Russia detains dozens of protesters at nationalist march

Russian riot police detained dozens of people Saturday at a nationalist anti-Kremlin march on a public holiday known as the Day of National Unity.

Marchers at the event which attracts nationalist protesters shouted slogans including "Putin is a thief" and "freedom for political prisoners."

Police in helmets and body armour moved in to seize activists, mostly young men, at the authorised event on Saturday afternoon in Lyublino, a suburb of southern Moscow.

The detentions come after police banned demonstrators from bringing in banners bearing slogans. Organisers then formally called off the march.

Some 32 people were detained, a law enforcement source told TASS state news agency, although police have not made an official announcement and others disputed the figure.

OVD Info, which monitors detentions of political activists, said at least 25 people were held, including an organiser from the Party of Nationalists, Konstantin Filin.

Party of Nationalists leader Ivan Beletsky, told Interfax news agency that more than 70 were detained.

He wrote on Facebook that police searched his family's flat ahead of the march, while he was not at home.

This year, police said around 200 people attended the annual march, while an AFP journalist put the number at 300.

- AGAINST 'GENOCIDE' -
"We are against the tyranny of (President Vladimir) Putin's regime of occupation, which we don't recognise at all," said one young protester from a group called the Black Bloc, who gave his name only as Artyom.

"The Russian March comes out to show that our rights are being violated," said Dmitry Golikov of the Party of Nationalists, which claims ethnic Russians are experiencing a "genocide".

The nationalist movement has split in recent years, with some backing the Kremlin's annexation of Crimea while others oppose Putin.

Since Putin's return to the Kremlin in 2012, Russia has cracked down on nationalist leaders, many of whom are jailed or living in exile.

Opposition leader Alexei Navalny, who has espoused some nationalist views, was a speaker at previous Russian Marches, most recently attending one in 2011.
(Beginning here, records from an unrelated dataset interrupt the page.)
//! Evaluation journal written next to kept scratch files.

use std::fs;
use std::path::Path;

use serde::{Deserialize, Serialize};
use sha2::{Digest, Sha256};

use crate::{ResultsError, ResultsResult};

pub const MANIFEST_FILE: &str = "manifest.json";

/// SHA-256 of the project text handed to the solver, lowercase hex.
pub fn digest_project_text(text: &str) -> String {
    let mut hasher = Sha256::new();
    hasher.update(text.as_bytes());
    format!("{:x}", hasher.finalize())
}

pub fn timestamp_now() -> String {
    chrono::Utc::now().to_rfc3339()
}

#[derive(Debug, Clone, PartialEq, Serialize, Deserialize)]
pub struct EvaluationRecord {
    pub index: usize,
    pub flow: f64,
    /// `None` when the solver reported no usable headwater.
    pub headwater: Option<f64>,
    pub project_file: String,
    pub digest: String,
    pub timestamp: String,
}

#[derive(Debug, Clone, PartialEq, Serialize, Deserialize)]
pub struct SearchManifest {
    pub crossing: String,
    pub created: String,
    #[serde(default)]
    pub evaluations: Vec<EvaluationRecord>,
}

impl SearchManifest {
    pub fn new(crossing: impl Into<String>) -> Self {
        Self {
            crossing: crossing.into(),
            created: timestamp_now(),
            evaluations: Vec::new(),
        }
    }

    pub fn record(
        &mut self,
        flow: f64,
        headwater: f64,
        project_file: &Path,
        project_text: &str,
    ) -> &EvaluationRecord {
        let record = EvaluationRecord {
            index: self.evaluations.len() + 1,
            flow,
            headwater: headwater.is_finite().then_some(headwater),
            project_file: project_file
                .file_name()
                .map(|n| n.to_string_lossy().into_owned())
                .unwrap_or_default(),
            digest: digest_project_text(project_text),
            timestamp: timestamp_now(),
        };
        self.evaluations.push(record);
        &self.evaluations[self.evaluations.len() - 1]
    }
}

pub fn save_manifest(dir: &Path, manifest: &SearchManifest) -> ResultsResult<()> {
    fs::create_dir_all(dir)?;
    let json = serde_json::to_string_pretty(manifest)?;
    fs::write(dir.join(MANIFEST_FILE), json)?;
    Ok(())
}

pub fn load_manifest(dir: &Path) -> ResultsResult<SearchManifest> {
    let path = dir.join(MANIFEST_FILE);
    if !path.exists() {
        return Err(ResultsError::ManifestNotFound { path });
    }
    let content = fs::read_to_string(path)?;
    Ok(serde_json::from_str(&content)?)
}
He coined the slogan "Putin is a thief" which others shouted at Saturday's rally.

Navalny has announced he intends to stand for the presidency in 2018 but the authorities say he is ineligible due to a fraud conviction.

This year, nationalists held two separate authorised marches in Moscow due to disagreements between organisers.

At the second march in northwestern Moscow on Saturday afternoon, which police said had around 200 people, eight were detained, mainly for wearing masks over their faces, TV Dozhd independent television reported.